SUAMICO, WI (WTAQ) – The Suamico Boat Landing has officially been named after Neil LaFave, a part-time DNR warden who was killed on the job back in 1971.
LaFave’s daughter, Nicki Degreef, calls the honor ‘remembrance closure’ for her family.
“It’s overwhelming. All of the support we’ve received from the village, Brown County, the residents,” Degreef said. “Now the Village of Suamico and residents in time beyond this will look into this story and notice that it was just a horrible situation that happened.”
Degreef says the situation is now used for educational purposes within the DNR.
On September 24th, 1971, LaFave was working as a technician and ‘special’ warden, which was typically someone who has a different full-time career and assists with environmental efforts in their spare time. He had gone to the Sensiba State Wildlife Area to place ‘no hunting’ signs.
“Mom was planning a surprise party for dad on his 32nd birthday,” said LaFave’s daughter, Nicki Degreef. “He did not come home that night. I was two. My brother Lonnie was four.”
LaFave had been shot by a poacher he apparently was attempting to confront in the wildlife area.
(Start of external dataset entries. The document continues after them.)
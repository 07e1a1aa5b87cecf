//! Shell completion generation.

use std::io;

use clap::Command;
use clap_complete::{generate, Shell};

/// Generate a shell completion script for `cmd`.
///
/// The script is emitted under the command's own name, so renaming the
/// binary needs no change here.
pub fn generate_completion(cmd: &mut Command, shell: Shell, out: &mut dyn io::Write) {
    let name = cmd.get_name().to_string();
    generate(shell, cmd, name, out);
}

#[cfg(test)]
mod tests {
    use super::*;

    #[test]
    fn generate_bash_completion() {
        let mut cmd = Command::new("bigfib");
        let mut buf = Vec::new();
        generate_completion(&mut cmd, Shell::Bash, &mut buf);
        assert!(!buf.is_empty());
    }

    #[test]
    fn generate_zsh_completion() {
        let mut cmd = Command::new("bigfib");
        let mut buf = Vec::new();
        generate_completion(&mut cmd, Shell::Zsh, &mut buf);
        assert!(!buf.is_empty());
    }
}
Don Zuidmulder was the district attorney and prosecutor against the man who pulled the trigger.
Zuidmulder was on the scene the following morning. That’s where he says he observed muddy waders in the back of LaFave’s truck, as well as a half-smoked cigar in the cabin area.
“Neil LaFave represented the best in every public servant, because his day was done. He could’ve gone home. He would still be with us. But like every dedicated law enforcement officer and every public servant, your day is not done as long as duty calls you,” Zuidmulder said. “And duty called him from that truck to a horrific end.”
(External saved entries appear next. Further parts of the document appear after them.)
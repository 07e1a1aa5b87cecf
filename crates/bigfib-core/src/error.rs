//! Error type for the Fibonacci engine.

/// Error type for Fibonacci calculations.
///
/// The arithmetic domain is unbounded, so there is no overflow or
/// out-of-range case; a negative index is the only way a call can fail.
#[derive(Debug, thiserror::Error)]
pub enum FibError {
    /// The requested index was negative.
    #[error("n must be ≥ 0")]
    InvalidArgument,
}
#![no_main]

use libfuzzer_sys::fuzz_target;
use num_bigint::BigUint;

use bigfib_core::{fib_pair, FibIterator};

fuzz_target!(|data: &[u8]| {
    if data.len() < 2 {
        return;
    }
    // Use first 2 bytes as n, capped at 4096 for speed
    let n = u16::from_le_bytes([data[0], data[1]]) as usize;
    let n = n % 4_096;

    let pair = fib_pair(&BigUint::from(n));
    let iterated = FibIterator::new().nth(n).expect("iterator is infinite");
    assert_eq!(pair.fk, iterated, "doubling != iterator at n={n}");

    // The pair's second component must be one more additive step
    let next = FibIterator::new().nth(n + 1).expect("iterator is infinite");
    assert_eq!(pair.fk1, next, "pair second component mismatch at n={n}");
});
//! The pair of consecutive Fibonacci values carried through a computation.

use num_bigint::BigUint;
use num_traits::One;

/// Two consecutive Fibonacci values (F(k), F(k+1)).
///
/// Both doubling formulas consume the same two values, so producing them
/// together lets one recursive step evaluate F(2k) and F(2k+1) without
/// recomputation. The index k is implied by context.
///
/// For every pair the engine produces, `fk1 >= fk` holds; in particular
/// `2*fk1 - fk` never underflows.
#[derive(Debug, Clone, PartialEq, Eq)]
pub struct FibPair {
    /// F(k).
    pub fk: BigUint,
    /// F(k+1).
    pub fk1: BigUint,
}

impl FibPair {
    /// The base pair (F(0), F(1)) = (0, 1).
    #[must_use]
    pub fn base() -> Self {
        Self {
            fk: BigUint::ZERO,
            fk1: BigUint::one(),
        }
    }

    /// Advance to (F(k+1), F(k+2)) by one additive step.
    pub fn step(&mut self) {
        let next = &self.fk + &self.fk1;
        self.fk = std::mem::replace(&mut self.fk1, next);
    }
}

impl Default for FibPair {
    fn default() -> Self {
        Self::base()
    }
}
LaFave was reportedly shot with a .22 and a 30-06.
It took 65 days of investigators combing the area for shell casings and other evidence, as well as the utilization of the first wiretap in the state’s history.
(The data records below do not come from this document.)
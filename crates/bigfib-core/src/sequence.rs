//! Lazy Fibonacci iterator using the standard additive recurrence.

use num_bigint::BigUint;

use crate::pair::FibPair;

/// Lazy iterator over the Fibonacci sequence.
///
/// Yields F(0), F(1), F(2), ... with one big-integer addition per element.
/// The doubling engine is asymptotically far faster for a single index;
/// this iterator exists for enumerating prefixes of the sequence and as an
/// independent reference implementation in tests.
///
/// # Example
/// ```
/// use bigfib_core::FibIterator;
///
/// let fibs: Vec<_> = FibIterator::new().take(7).map(|v| v.to_string()).collect();
/// assert_eq!(fibs, ["0", "1", "1", "2", "3", "5", "8"]);
/// ```
pub struct FibIterator {
    pair: FibPair,
}

impl FibIterator {
    /// Start iteration at F(0).
    #[must_use]
    pub fn new() -> Self {
        Self {
            pair: FibPair::base(),
        }
    }
}

impl Default for FibIterator {
    fn default() -> Self {
        Self::new()
    }
}

impl Iterator for FibIterator {
    type Item = BigUint;

    fn next(&mut self) -> Option<Self::Item> {
        let value = self.pair.fk.clone();
        self.pair.step();
        Some(value)
    }
}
“The wiretapping of a digital phone, it went ‘click, click, click’ – it would be so primitive to anyone looking at it today,” Zuidmulder said.
That wiretap led investigators to a conversation between the suspect and his mother, where he reportedly asked if his gun was hidden in a place where nobody could find it. That’s what gave police the green light for a search warrant.
“We were able to get the 30-06. We put that together, we fired it, the crime lab said that was the murder weapon,” Zuidmulder said. “When you are one of us, and when we have a fallen comrade, there is nothing that we will not do, there is no resource that you cannot call upon that will not be made available to you.”
A jury convicted the shooter, who was then sentenced to life in prison. Zuidmulder says the man threatened him and the judge, escaped from prison, and was later killed in a shootout with law enforcement.
Zuidmulder says the concept of wildlife reserves was fairly new, and hunters weren’t fully welcoming to the idea at the time.
“Sensiba was one of those responses to the idea that unless we become proactive in protecting our wildlife in a place where they can be safe, then we’re ultimately going to arrive at the passenger pigeon. They’ll be extinct,” Zuidmulder told WTAQ News. “This was kind of the beginning of those efforts. So we set that aside and had to educate people that ‘well, you hunted there before but you can’t anymore.’”
He says the hunting population has now completely bought into the idea that conservation and preservation are needed.
Zuidmulder ended his comments to the crowd by singing the first refrain of Taps:
Day is done, gone the sun,
From the hills, from the lake, from the skies.
All is well, safely rest, God is nigh…
“Neil, your day is done. God rest, and God give you peace.”